Each entry that follows needs to be written out exactly, with nothing left out.
======== SUPPLIED MATERIAL
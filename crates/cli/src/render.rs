// Plain-text board rendering for `harada show`.
//
// The 9x9 grid is drawn from the layout engine's macro-squares projected
// back to board coordinates. Macro-square boundaries use `=`, ordinary
// cell boundaries `-`. Spanning cells have no interior lines and wrap
// their text over every row they cover.

use std::collections::BTreeMap;

use unicode_width::{UnicodeWidthChar, UnicodeWidthStr};

use harada_core::{catalog, CellDefinition, BOARD_COLS, BOARD_ROWS};
use harada_engine::layout::{layout, MACRO_DIM};

const ROWS: usize = BOARD_ROWS as usize;
const COLS: usize = BOARD_COLS as usize;

/// Default column width in terminal cells.
pub const DEFAULT_WIDTH: usize = 12;
pub const MIN_WIDTH: usize = 4;

type Grid = [[Option<&'static CellDefinition>; COLS]; ROWS];

/// Which cell covers each board position.
fn cover_grid() -> Grid {
    let mut grid: Grid = [[None; COLS]; ROWS];
    for group in layout(catalog::cells()) {
        for placed in &group.cells {
            let (row, col) = placed.placement.global(group.key);
            for r in row..row + placed.placement.row_span {
                for c in col..col + placed.placement.col_span {
                    grid[(r - 1) as usize][(c - 1) as usize] = Some(placed.cell);
                }
            }
        }
    }
    grid
}

fn same(a: Option<&CellDefinition>, b: Option<&CellDefinition>) -> bool {
    matches!((a, b), (Some(x), Some(y)) if x.id == y.id)
}

/// Cut `text` into lines of at most `width` display columns.
fn wrap(text: &str, width: usize) -> Vec<String> {
    let mut lines = Vec::new();
    let mut line = String::new();
    let mut used = 0;
    for ch in text.chars().map(|c| if c.is_control() { ' ' } else { c }) {
        let w = ch.width().unwrap_or(0);
        if used + w > width && !line.is_empty() {
            lines.push(std::mem::take(&mut line));
            used = 0;
        }
        line.push(ch);
        used += w;
    }
    if !line.is_empty() {
        lines.push(line);
    }
    lines
}

/// Pad or truncate to exactly `width` display columns.
fn fit(text: &str, width: usize, truncated: bool) -> String {
    let mut out = String::new();
    let mut used = 0;
    let limit = if truncated || text.width() > width {
        width.saturating_sub(1)
    } else {
        width
    };
    for ch in text.chars() {
        let w = ch.width().unwrap_or(0);
        if used + w > limit {
            break;
        }
        out.push(ch);
        used += w;
    }
    if limit < width {
        out.push('…');
        used += 1;
    }
    out.extend(std::iter::repeat(' ').take(width.saturating_sub(used)));
    out
}

/// The text line a cell shows on board row `row` (0-based).
fn cell_line(cell: &CellDefinition, text: &str, row: usize, width: usize) -> String {
    let span = cell.row_span.max(1) as usize;
    let offset = row + 1 - cell.row as usize;
    let lines = wrap(text.trim(), width);
    let overflow = lines.len() > span;
    let line = lines.get(offset).map(String::as_str).unwrap_or("");
    fit(line, width, overflow && offset + 1 == span)
}

fn separator(grid: &Grid, row: usize, width: usize) -> String {
    let interior = |r: usize, c: usize| row > 0 && row < ROWS && same(grid[r - 1][c], grid[r][c]);
    let fill = if row % MACRO_DIM as usize == 0 { '=' } else { '-' };

    let mut line = String::new();
    for col in 0..COLS {
        let joint_hidden = col > 0
            && interior(row, col)
            && interior(row, col - 1)
            && same(grid[row][col - 1], grid[row][col]);
        line.push(if joint_hidden { ' ' } else { '+' });
        let ch = if interior(row, col) { ' ' } else { fill };
        line.extend(std::iter::repeat(ch).take(width));
    }
    line.push('+');
    line
}

/// Render the whole board. The selected cell is marked with `*`.
pub fn render_board(values: &BTreeMap<String, String>, selected: Option<&str>, width: usize) -> String {
    let width = width.max(MIN_WIDTH);
    let grid = cover_grid();
    let mut out = String::new();

    for row in 0..ROWS {
        out.push_str(&separator(&grid, row, width));
        out.push('\n');

        let mut col = 0;
        while col < COLS {
            let cell = grid[row][col];
            let mut span = 1;
            while col + span < COLS && same(grid[row][col + span], cell) {
                span += 1;
            }
            let field = span * width + (span - 1);

            out.push('|');
            match cell {
                Some(cell) => {
                    let marked = selected == Some(cell.id.as_str()) && row + 1 == cell.row as usize;
                    out.push(if marked { '*' } else { ' ' });
                    let text = values.get(&cell.id).map(String::as_str).unwrap_or("");
                    out.push_str(&cell_line(cell, text, row, field - 1));
                }
                None => out.push_str(&" ".repeat(field)),
            }
            col += span;
        }
        out.push_str("|\n");
    }
    out.push_str(&separator(&grid, ROWS, width));
    out.push('\n');
    out
}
================
→ WRITTEN SOLUTION
filename crates/cli/src/render.rs
// Plain-text board rendering for `harada show`.
//
// The 9x9 grid is drawn from the layout engine's macro-squares projected
// back to board coordinates. Macro-square boundaries use `=`, ordinary
// cell boundaries `-`. Spanning cells have no interior lines and wrap
// their text over every row they cover.

use std::collections::BTreeMap;

use unicode_width::{UnicodeWidthChar, UnicodeWidthStr};

use harada_core::{catalog, CellDefinition, BOARD_COLS, BOARD_ROWS};
use harada_engine::layout::{layout, MACRO_DIM};

const ROWS: usize = BOARD_ROWS as usize;
const COLS: usize = BOARD_COLS as usize;

/// Default column width in terminal cells.
pub const DEFAULT_WIDTH: usize = 12;
pub const MIN_WIDTH: usize = 4;

type Grid = [[Option<&'static CellDefinition>; COLS]; ROWS];

/// Which cell covers each board position.
fn cover_grid() -> Grid {
    let mut grid: Grid = [[None; COLS]; ROWS];
    for group in layout(catalog::cells()) {
        for placed in &group.cells {
            let (row, col) = placed.placement.global(group.key);
            for r in row..row + placed.placement.row_span {
                for c in col..col + placed.placement.col_span {
                    grid[(r - 1) as usize][(c - 1) as usize] = Some(placed.cell);
                }
            }
        }
    }
    grid
}

fn same(a: Option<&CellDefinition>, b: Option<&CellDefinition>) -> bool {
    matches!((a, b), (Some(x), Some(y)) if x.id == y.id)
}

/// Cut `text` into lines of at most `width` display columns.
fn wrap(text: &str, width: usize) -> Vec<String> {
    let mut lines = Vec::new();
    let mut line = String::new();
    let mut used = 0;
    for ch in text.chars().map(|c| if c.is_control() { ' ' } else { c }) {
        let w = ch.width().unwrap_or(0);
        if used + w > width && !line.is_empty() {
            lines.push(std::mem::take(&mut line));
            used = 0;
        }
        line.push(ch);
        used += w;
    }
    if !line.is_empty() {
        lines.push(line);
    }
    lines
}

/// Pad or truncate to exactly `width` display columns.
fn fit(text: &str, width: usize, truncated: bool) -> String {
    let mut out = String::new();
    let mut used = 0;
    let limit = if truncated || text.width() > width {
        width.saturating_sub(1)
    } else {
        width
    };
    for ch in text.chars() {
        let w = ch.width().unwrap_or(0);
        if used + w > limit {
            break;
        }
        out.push(ch);
        used += w;
    }
    if limit < width {
        out.push('…');
        used += 1;
    }
    out.extend(std::iter::repeat(' ').take(width.saturating_sub(used)));
    out
}

/// The text line a cell shows on board row `row` (0-based).
fn cell_line(cell: &CellDefinition, text: &str, row: usize, width: usize) -> String {
    let span = cell.row_span.max(1) as usize;
    let offset = row + 1 - cell.row as usize;
    let lines = wrap(text.trim(), width);
    let overflow = lines.len() > span;
    let line = lines.get(offset).map(String::as_str).unwrap_or("");
    fit(line, width, overflow && offset + 1 == span)
}

fn separator(grid: &Grid, row: usize, width: usize) -> String {
    let interior = |r: usize, c: usize| row > 0 && row < ROWS && same(grid[r - 1][c], grid[r][c]);
    let fill = if row % MACRO_DIM as usize == 0 { '=' } else { '-' };

    let mut line = String::new();
    for col in 0..COLS {
        let joint_hidden = col > 0
            && interior(row, col)
            && interior(row, col - 1)
            && same(grid[row][col - 1], grid[row][col]);
        line.push(if joint_hidden { ' ' } else { '+' });
        let ch = if interior(row, col) { ' ' } else { fill };
        line.extend(std::iter::repeat(ch).take(width));
    }
    line.push('+');
    line
}

/// Render the whole board. The selected cell is marked with `*`.
pub fn render_board(values: &BTreeMap<String, String>, selected: Option<&str>, width: usize) -> String {
    let width = width.max(MIN_WIDTH);
    let grid = cover_grid();
    let mut out = String::new();

    for row in 0..ROWS {
        out.push_str(&separator(&grid, row, width));
        out.push('\n');

        let mut col = 0;
        while col < COLS {
            let cell = grid[row][col];
            let mut span = 1;
            while col + span < COLS && same(grid[row][col + span], cell) {
                span += 1;
            }
            let field = span * width + (span - 1);

            out.push('|');
            match cell {
                Some(cell) => {
                    let marked = selected == Some(cell.id.as_str()) && row + 1 == cell.row as usize;
                    out.push(if marked { '*' } else { ' ' });
                    let text = values.get(&cell.id).map(String::as_str).unwrap_or("");
                    out.push_str(&cell_line(cell, text, row, field - 1));
                }
                None => out.push_str(&" ".repeat(field)),
            }
            col += span;
        }
        out.push_str("|\n");
    }
    out.push_str(&separator(&grid, ROWS, width));
    out.push('\n');
    out
}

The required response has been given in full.